Wednesday, January 08, 2014

The NCBI in partnership with the National Library of Medicine Training Center (NTC) will offer the Librarian’s Guide to NCBI course on the NIH campus in April 2014. This will be the second presentation of the course; it was previously offered in the spring of 2013 (NCBI Insights April 11 and May 6, 2013). After the course, we will post lecture slides and hands-on practical exercises on the education area of the NCBI FTP site and video tutorials of the course lectures will be available on the NCBI YouTube channel. Materials from the 2013 course are available, as well as lecture videos for the expression module.
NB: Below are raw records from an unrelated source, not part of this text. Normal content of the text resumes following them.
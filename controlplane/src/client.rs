//! Control plane HTTP client

use std::time::Duration;

use serde::de::DeserializeOwned;
use serde::Serialize;
use tokio::sync::mpsc;
use tracing::debug;
use url::Url;

use crate::entities::{
    AgentExecution, ExecuteAgentRequest, ExecuteTeamRequest, Worker, WorkerQueue,
    WorkerQueueConfig, WorkerQueueCreateRequest,
};
use crate::error::{ControlPlaneError, ControlPlaneResult};
use crate::stream::{spawn_event_reader, StreamEvent};

const REQUEST_TIMEOUT: Duration = Duration::from_secs(30);

/// Typed client for the control plane REST API
#[derive(Debug, Clone)]
pub struct Client {
    http: reqwest::Client,
    base_url: Url,
    api_key: String,
}

impl Client {
    /// Create a client against `base_url`, authenticating with `api_key`
    pub fn new(base_url: &str, api_key: impl Into<String>) -> ControlPlaneResult<Self> {
        let base_url = Url::parse(base_url).map_err(|_| ControlPlaneError::InvalidBaseUrl {
            url: base_url.to_string(),
        })?;

        let http = reqwest::Client::builder()
            .timeout(REQUEST_TIMEOUT)
            .build()?;

        Ok(Self {
            http,
            base_url,
            api_key: api_key.into(),
        })
    }

    pub fn base_url(&self) -> &str {
        self.base_url.as_str()
    }

    fn endpoint(&self, path: &str) -> ControlPlaneResult<Url> {
        self.base_url
            .join(path)
            .map_err(|_| ControlPlaneError::InvalidBaseUrl {
                url: format!("{}{path}", self.base_url),
            })
    }

    async fn get<T: DeserializeOwned>(&self, path: &str) -> ControlPlaneResult<T> {
        let url = self.endpoint(path)?;
        debug!("GET {url}");
        let response = self
            .http
            .get(url)
            .bearer_auth(&self.api_key)
            .send()
            .await?;
        Self::decode(response).await
    }

    async fn post<B: Serialize, T: DeserializeOwned>(
        &self,
        path: &str,
        body: &B,
    ) -> ControlPlaneResult<T> {
        let url = self.endpoint(path)?;
        debug!("POST {url}");
        let response = self
            .http
            .post(url)
            .bearer_auth(&self.api_key)
            .json(body)
            .send()
            .await?;
        Self::decode(response).await
    }

    async fn delete(&self, path: &str) -> ControlPlaneResult<()> {
        let url = self.endpoint(path)?;
        debug!("DELETE {url}");
        let response = self
            .http
            .delete(url)
            .bearer_auth(&self.api_key)
            .send()
            .await?;
        Self::check_status(response).await.map(|_| ())
    }

    async fn check_status(response: reqwest::Response) -> ControlPlaneResult<reqwest::Response> {
        let status = response.status();
        if status.is_success() {
            return Ok(response);
        }
        let message = response.text().await.unwrap_or_default();
        Err(ControlPlaneError::Http {
            status: status.as_u16(),
            message,
        })
    }

    async fn decode<T: DeserializeOwned>(response: reqwest::Response) -> ControlPlaneResult<T> {
        let response = Self::check_status(response).await?;
        let body = response.bytes().await?;
        serde_json::from_slice(&body).map_err(|e| ControlPlaneError::Decode {
            message: e.to_string(),
        })
    }

    /// Create a new worker queue in an environment
    pub async fn create_worker_queue(
        &self,
        environment_id: &str,
        req: &WorkerQueueCreateRequest,
    ) -> ControlPlaneResult<WorkerQueue> {
        self.post(
            &format!("api/v1/environments/{environment_id}/worker-queues"),
            req,
        )
        .await
    }

    /// Retrieve a worker queue by ID
    pub async fn get_worker_queue(&self, id: &str) -> ControlPlaneResult<WorkerQueue> {
        self.get(&format!("api/v1/worker-queues/{id}")).await
    }

    /// List all worker queues visible to the caller
    pub async fn list_worker_queues(&self) -> ControlPlaneResult<Vec<WorkerQueue>> {
        self.get("api/v1/worker-queues").await
    }

    /// Delete a worker queue
    pub async fn delete_worker_queue(&self, id: &str) -> ControlPlaneResult<()> {
        self.delete(&format!("api/v1/worker-queues/{id}")).await
    }

    /// List workers registered against a queue
    pub async fn list_queue_workers(&self, queue_id: &str) -> ControlPlaneResult<Vec<Worker>> {
        self.get(&format!("api/v1/worker-queues/{queue_id}/workers"))
            .await
    }

    /// Fetch the queue configuration, including server-managed settings
    pub async fn get_worker_queue_config(
        &self,
        queue_id: &str,
    ) -> ControlPlaneResult<WorkerQueueConfig> {
        self.get(&format!("api/v1/worker-queues/{queue_id}/config"))
            .await
    }

    /// Submit an agent execution
    pub async fn execute_agent(
        &self,
        agent_id: &str,
        req: &ExecuteAgentRequest,
    ) -> ControlPlaneResult<AgentExecution> {
        self.post(&format!("api/v1/agents/{agent_id}/execute"), req)
            .await
    }

    /// Submit a team execution
    pub async fn execute_team(
        &self,
        team_id: &str,
        req: &ExecuteTeamRequest,
    ) -> ControlPlaneResult<AgentExecution> {
        self.post(&format!("api/v1/teams/{team_id}/execute"), req)
            .await
    }

    /// Fetch the final execution record by ID
    pub async fn get_execution(&self, id: &str) -> ControlPlaneResult<AgentExecution> {
        self.get(&format!("api/v1/executions/{id}")).await
    }

    /// Open the output stream for an execution
    ///
    /// Events arrive on the returned channel; the channel closes when the
    /// stream ends or a terminal event was delivered.
    pub async fn stream_execution_output(
        &self,
        execution_id: &str,
    ) -> ControlPlaneResult<mpsc::Receiver<ControlPlaneResult<StreamEvent>>> {
        let url = self.endpoint(&format!("api/v1/executions/{execution_id}/stream"))?;
        debug!("GET {url} (stream)");
        let response = self
            .http
            .get(url)
            .bearer_auth(&self.api_key)
            .header(reqwest::header::ACCEPT, "text/event-stream")
            // The stream outlives the ordinary request budget
            .timeout(Duration::from_secs(24 * 60 * 60))
            .send()
            .await?;
        let response = Self::check_status(response).await?;
        Ok(spawn_event_reader(response))
    }
}

#[cfg(test)]
mod tests {
    use super::*;

    #[test]
    fn test_rejects_invalid_base_url() {
        let result = Client::new("not a url", "key");
        assert!(matches!(
            result,
            Err(ControlPlaneError::InvalidBaseUrl { .. })
        ));
    }

    #[test]
    fn test_endpoint_joins_paths() {
        let client = Client::new("https://cp.example.com/", "key").unwrap();
        let url = client.endpoint("api/v1/worker-queues/q1").unwrap();
        assert_eq!(url.as_str(), "https://cp.example.com/api/v1/worker-queues/q1");
    }
}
More information, including prerequisites, is available in the newest NCBI Insights blog post.

Mouse genome annotation release 104 available

Wednesday, January 08, 2014

The mouse (Mus musculus) genome annotation has recently been updated to annotation release 104 and is now available in the Nucleotide, Protein sequence and Gene databases, is searchable using BLAST, and can be downloaded from the FTP site.

Mouse annotation release 104, based on the sequence assemblies GRCm38.p2 (GCF_000001635.22) and Mm_Celera (GCF_000002165.2), identifies a total of 35,389 genes, as well as 100,581 transcripts on GRCm38.p2. RNA-Seq data from 31 distinct BioSample accessions were aligned to assist in gene prediction. More statistics are available in the annotation report.

See what other annotation runs are in progress on the Eukaryotic Genome Annotation Pipeline status page.

BLAST+ 2.2.29 now available

Tuesday, January 07, 2014

Stand-alone BLAST version 2.2.29+ is now available for download from the FTP site. BLAST 2.2.29+ provides a number of important improvements and bug fixes. Some improvements include improved blastn batch query performance, source releases build optimized multi-thread binaries by default, and improved multithreading by better dividing the BLAST database among threads. The BLAST Release notes lists more upgrades and fixes.